++++ Entries provided

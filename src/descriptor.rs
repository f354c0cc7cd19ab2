//! USB descriptors for a CDC-ACM virtual serial port
//!
//! The driver serves these descriptors verbatim. The defaults describe one
//! configuration with a CDC communication interface and a CDC data
//! interface that holds the bulk endpoint pair. Use the `const fn`
//! builders to substitute your own IDs and strings:
//!
//! ```
//! use usbd_vsp::{descriptor, Config, Descriptors};
//!
//! const DEVICE: [u8; 18] = descriptor::device(0x1209, 0x0001);
//! const PRODUCT: [u8; 12] = descriptor::string("Modem");
//! const STRINGS: [&[u8]; 4] = [
//!     &descriptor::LANGUAGES,
//!     &descriptor::MANUFACTURER,
//!     &PRODUCT,
//!     &descriptor::SERIAL_NUMBER,
//! ];
//!
//! const CONFIG: Config = Config::new().descriptors(Descriptors {
//!     device: &DEVICE,
//!     strings: &STRINGS,
//!     ..Descriptors::new()
//! });
//! # assert_eq!(CONFIG.descriptors.device[8], 0x09);
//! ```

/// Descriptor type codes, from the high byte of a `GET_DESCRIPTOR` value.
pub mod descriptor_type {
    pub const DEVICE: u8 = 1;
    pub const CONFIGURATION: u8 = 2;
    pub const STRING: u8 = 3;
    pub const INTERFACE: u8 = 4;
    pub const ENDPOINT: u8 = 5;
    pub const DEVICE_QUALIFIER: u8 = 6;
    pub const CS_INTERFACE: u8 = 0x24;
}

/// Communications device class
const CLASS_CDC: u8 = 0x02;
/// Abstract control model subclass
const SUBCLASS_ACM: u8 = 0x02;
/// CDC data interface class
const CLASS_CDC_DATA: u8 = 0x0A;

/// Functional descriptor subtypes
const HEADER: u8 = 0x00;
const CALL_MANAGEMENT: u8 = 0x01;
const ACM: u8 = 0x02;
const UNION: u8 = 0x06;

/// Bulk OUT endpoint address
pub const DATA_OUT: u8 = 0x01;
/// Bulk IN endpoint address
pub const DATA_IN: u8 = 0x81;

/// Size of the configuration descriptor, and all that follows it
pub const CONFIGURATION_SIZE: usize = 60;

/// Build a device descriptor for a CDC device.
///
/// USB 2.0, a 64 byte control endpoint, device release 1.00, and string
/// indices 1, 2, and 3 for the manufacturer, product, and serial number.
pub const fn device(vendor_id: u16, product_id: u16) -> [u8; 18] {
    let vid = vendor_id.to_le_bytes();
    let pid = product_id.to_le_bytes();
    [
        18,
        descriptor_type::DEVICE,
        0x00,
        0x02, // bcdUSB 2.00
        CLASS_CDC,
        0x00,
        0x00,
        crate::MAX_PACKET_SIZE as u8,
        vid[0],
        vid[1],
        pid[0],
        pid[1],
        0x00,
        0x01, // bcdDevice 1.00
        1,
        2,
        3,
        1, // bNumConfigurations
    ]
}

/// Build the configuration descriptor for a data endpoint pair with the
/// given maximum packet size.
pub const fn configuration(max_packet_size: u16) -> [u8; CONFIGURATION_SIZE] {
    let total = (CONFIGURATION_SIZE as u16).to_le_bytes();
    let mps = max_packet_size.to_le_bytes();
    [
        // Configuration 1: two interfaces, bus powered, 100mA.
        9,
        descriptor_type::CONFIGURATION,
        total[0],
        total[1],
        2,
        1,
        0,
        0x80,
        50,
        // Interface 0: communication, no endpoints.
        9,
        descriptor_type::INTERFACE,
        0,
        0,
        0,
        CLASS_CDC,
        SUBCLASS_ACM,
        0x00,
        0,
        // Header, CDC 1.10.
        5,
        descriptor_type::CS_INTERFACE,
        HEADER,
        0x10,
        0x01,
        // Call management: handled by the host, on interface 1.
        5,
        descriptor_type::CS_INTERFACE,
        CALL_MANAGEMENT,
        0x00,
        1,
        // ACM: line coding and serial state requests.
        4,
        descriptor_type::CS_INTERFACE,
        ACM,
        0x02,
        // Union: interface 0 controls interface 1.
        5,
        descriptor_type::CS_INTERFACE,
        UNION,
        0,
        1,
        // Interface 1: data.
        9,
        descriptor_type::INTERFACE,
        1,
        0,
        2,
        CLASS_CDC_DATA,
        0x00,
        0x00,
        0,
        // Bulk OUT.
        7,
        descriptor_type::ENDPOINT,
        DATA_OUT,
        0x02,
        mps[0],
        mps[1],
        0,
        // Bulk IN.
        7,
        descriptor_type::ENDPOINT,
        DATA_IN,
        0x02,
        mps[0],
        mps[1],
        0,
    ]
}

/// Build a string descriptor from ASCII text.
///
/// `N` must be `2 + 2 * text.len()`; anything else fails to compile when
/// evaluated in a constant.
pub const fn string<const N: usize>(text: &str) -> [u8; N] {
    let bytes = text.as_bytes();
    assert!(N == 2 + 2 * bytes.len(), "string descriptor size mismatch");
    assert!(N <= 255, "string descriptor too long");
    let mut descriptor = [0; N];
    descriptor[0] = N as u8;
    descriptor[1] = descriptor_type::STRING;
    let mut i = 0;
    while i < bytes.len() {
        assert!(bytes[i].is_ascii(), "string descriptors must be ASCII");
        descriptor[2 + 2 * i] = bytes[i];
        i += 1;
    }
    descriptor
}

/// The default device descriptor
pub const DEVICE: [u8; 18] = device(0x5824, 0x27DD);
/// The default configuration descriptor, with 64 byte packets
pub const CONFIGURATION: [u8; CONFIGURATION_SIZE] = configuration(crate::MAX_PACKET_SIZE as u16);
/// String 0: English (United States)
pub const LANGUAGES: [u8; 4] = [4, descriptor_type::STRING, 0x09, 0x04];
pub const MANUFACTURER: [u8; 18] = string("usbd-vsp");
pub const PRODUCT: [u8; 40] = string("Virtual Serial Port");
pub const SERIAL_NUMBER: [u8; 10] = string("0001");
/// The default strings, indexed by string descriptor index
pub const STRINGS: [&[u8]; 4] = [&LANGUAGES, &MANUFACTURER, &PRODUCT, &SERIAL_NUMBER];

/// The descriptors that the driver serves
#[derive(Debug, Clone, Copy)]
pub struct Descriptors {
    /// Device descriptor
    pub device: &'static [u8],
    /// Configuration descriptor, followed by its interface, functional, and
    /// endpoint descriptors
    pub configuration: &'static [u8],
    /// String descriptors, by index. Index 0 is the language list.
    pub strings: &'static [&'static [u8]],
}

impl Descriptors {
    /// The default CDC-ACM descriptor set.
    pub const fn new() -> Self {
        Descriptors {
            device: &DEVICE,
            configuration: &CONFIGURATION,
            strings: &STRINGS,
        }
    }

    /// Look up a descriptor by type and index.
    pub(crate) fn get(&self, descriptor_type: u8, index: u8) -> Option<&'static [u8]> {
        match (descriptor_type, index) {
            (descriptor_type::DEVICE, 0) => Some(self.device),
            (descriptor_type::CONFIGURATION, 0) => Some(self.configuration),
            (descriptor_type::STRING, index) => self.strings.get(usize::from(index)).copied(),
            _ => None,
        }
    }
}

impl Default for Descriptors {
    fn default() -> Self {
        Self::new()
    }
}

#[cfg(test)]
mod test {
    use super::{descriptor_type, Descriptors, CONFIGURATION_SIZE};

    #[test]
    fn device() {
        let device = super::device(0x1209, 0xBEEF);
        assert_eq!(device.len(), 18);
        assert_eq!(device[0], 18);
        assert_eq!(device[1], descriptor_type::DEVICE);
        assert_eq!(device[4], 0x02);
        assert_eq!(device[7], 64);
        assert_eq!(&device[8..12], &[0x09, 0x12, 0xEF, 0xBE]);
    }

    #[test]
    fn configuration_walk() {
        let config = super::configuration(64);
        assert_eq!(
            usize::from(u16::from_le_bytes([config[2], config[3]])),
            CONFIGURATION_SIZE
        );

        // Descriptor lengths chain exactly to the end.
        let mut offset = 0;
        let mut endpoints = 0;
        while offset < config.len() {
            if config[offset + 1] == descriptor_type::ENDPOINT {
                endpoints += 1;
                assert_eq!(config[offset + 4], 64);
            }
            offset += usize::from(config[offset]);
        }
        assert_eq!(offset, CONFIGURATION_SIZE);
        assert_eq!(endpoints, 2);
    }

    #[test]
    fn strings() {
        let product = super::string::<8>("abc");
        assert_eq!(product, [8, 3, b'a', 0, b'b', 0, b'c', 0]);
        assert_eq!(super::MANUFACTURER[0], 18);
        assert_eq!(super::PRODUCT[0], 40);
    }

    #[test]
    fn lookup() {
        let descriptors = Descriptors::new();
        assert_eq!(descriptors.get(descriptor_type::DEVICE, 0), Some(&super::DEVICE[..]));
        assert_eq!(descriptors.get(descriptor_type::STRING, 3), Some(&super::SERIAL_NUMBER[..]));
        assert_eq!(descriptors.get(descriptor_type::STRING, 4), None);
        assert_eq!(descriptors.get(descriptor_type::DEVICE_QUALIFIER, 0), None);
        assert_eq!(descriptors.get(descriptor_type::CONFIGURATION, 1), None);
    }
}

++++++++

■ Your goal: Give back exactly the lines of the listing above, starting with its first line and ending with the line that holds "type codes, from".

■ Response:
filename src/descriptor.rs
repository f354c0cc7cd19ab2
//! USB descriptors for a CDC-ACM virtual serial port
//!
//! The driver serves these descriptors verbatim. The defaults describe one
//! configuration with a CDC communication interface and a CDC data
//! interface that holds the bulk endpoint pair. Use the `const fn`
//! builders to substitute your own IDs and strings:
//!
//! ```
//! use usbd_vsp::{descriptor, Config, Descriptors};
//!
//! const DEVICE: [u8; 18] = descriptor::device(0x1209, 0x0001);
//! const PRODUCT: [u8; 12] = descriptor::string("Modem");
//! const STRINGS: [&[u8]; 4] = [
//!     &descriptor::LANGUAGES,
//!     &descriptor::MANUFACTURER,
//!     &PRODUCT,
//!     &descriptor::SERIAL_NUMBER,
//! ];
//!
//! const CONFIG: Config = Config::new().descriptors(Descriptors {
//!     device: &DEVICE,
//!     strings: &STRINGS,
//!     ..Descriptors::new()
//! });
//! # assert_eq!(CONFIG.descriptors.device[8], 0x09);
//! ```

/// Descriptor type codes, from the high byte of a `GET_DESCRIPTOR` value.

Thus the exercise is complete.